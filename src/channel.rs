//! The asynchronous DNS channel interface.
//!
//! The engine does not speak DNS itself. Host lookups go through an
//! implementation of [`DnsChannel`], typically pumped by the embedder's
//! event loop. The channel answers each query by invoking the supplied
//! continuation exactly once, on the thread that pumps it. Dropping a
//! channel with queued continuations is the cancellation mechanism: the
//! continuations, and the requests they own, are dropped without firing.

use std::net::{Ipv4Addr, Ipv6Addr};

use crate::hints::Family;
use crate::status::Status;

/// Continuation for one host query.
///
/// Receives the query status, the number of timeouts the transport observed
/// while retrying, and the reply body when the status is
/// [`Status::Success`].
pub type HostCallback = Box<dyn FnOnce(Status, u32, Option<&HostEnt>)>;

/// An asynchronous host lookup transport.
///
/// `family` is the family being queried, [`Family::Inet`] or
/// [`Family::Inet6`]. Implementations are allowed to answer an `Inet6`
/// query with an `Inet` reply when they fall back; the engine keys its
/// bookkeeping on the family the reply actually carries. A success reply
/// must carry `Some(HostEnt)` with at least one address.
pub trait DnsChannel {
    /// Issues one host-by-name query and eventually invokes `callback`.
    fn resolve_host(&self, name: &str, family: Family, callback: HostCallback);
}

/// Reply body of a successful host query, shaped like `hostent`.
#[derive(Debug, Clone, PartialEq, Eq)]
pub struct HostEnt {
    /// Official name of the host, when the transport knows it.
    pub name: Option<String>,
    /// The resolved addresses.
    pub addrs: HostAddrs,
}

impl HostEnt {
    /// An IPv4 reply.
    #[must_use]
    pub fn v4(name: Option<&str>, addrs: Vec<Ipv4Addr>) -> Self {
        Self {
            name: name.map(str::to_owned),
            addrs: HostAddrs::V4(addrs),
        }
    }

    /// An IPv6 reply.
    #[must_use]
    pub fn v6(name: Option<&str>, addrs: Vec<Ipv6Addr>) -> Self {
        Self {
            name: name.map(str::to_owned),
            addrs: HostAddrs::V6(addrs),
        }
    }

    /// Family of the address list.
    #[must_use]
    pub const fn family(&self) -> Family {
        match self.addrs {
            HostAddrs::V4(_) => Family::Inet,
            HostAddrs::V6(_) => Family::Inet6,
        }
    }

    /// Number of addresses in the reply.
    #[must_use]
    pub fn len(&self) -> usize {
        match &self.addrs {
            HostAddrs::V4(addrs) => addrs.len(),
            HostAddrs::V6(addrs) => addrs.len(),
        }
    }

    /// Returns true when the reply carries no addresses.
    #[must_use]
    pub fn is_empty(&self) -> bool {
        self.len() == 0
    }
}

/// Family-tagged address list of a host reply.
///
/// Every address in a reply shares one family, which is how `hostent`
/// behaves on the wire side.
#[derive(Debug, Clone, PartialEq, Eq)]
pub enum HostAddrs {
    /// IPv4 addresses.
    V4(Vec<Ipv4Addr>),
    /// IPv6 addresses.
    V6(Vec<Ipv6Addr>),
}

* * * * * * *

*Try it*
Repeat exactly the lines that run from the opening of the listing through the line holding "is the family". Leave out everything else.

*Exercise response*
filename src/channel.rs
//! The asynchronous DNS channel interface.
//!
//! The engine does not speak DNS itself. Host lookups go through an
//! implementation of [`DnsChannel`], typically pumped by the embedder's
//! event loop. The channel answers each query by invoking the supplied
//! continuation exactly once, on the thread that pumps it. Dropping a
//! channel with queued continuations is the cancellation mechanism: the
//! continuations, and the requests they own, are dropped without firing.

use std::net::{Ipv4Addr, Ipv6Addr};

use crate::hints::Family;
use crate::status::Status;

/// Continuation for one host query.
///
/// Receives the query status, the number of timeouts the transport observed
/// while retrying, and the reply body when the status is
/// [`Status::Success`].
pub type HostCallback = Box<dyn FnOnce(Status, u32, Option<&HostEnt>)>;

/// An asynchronous host lookup transport.
///
/// `family` is the family being queried, [`Family::Inet`] or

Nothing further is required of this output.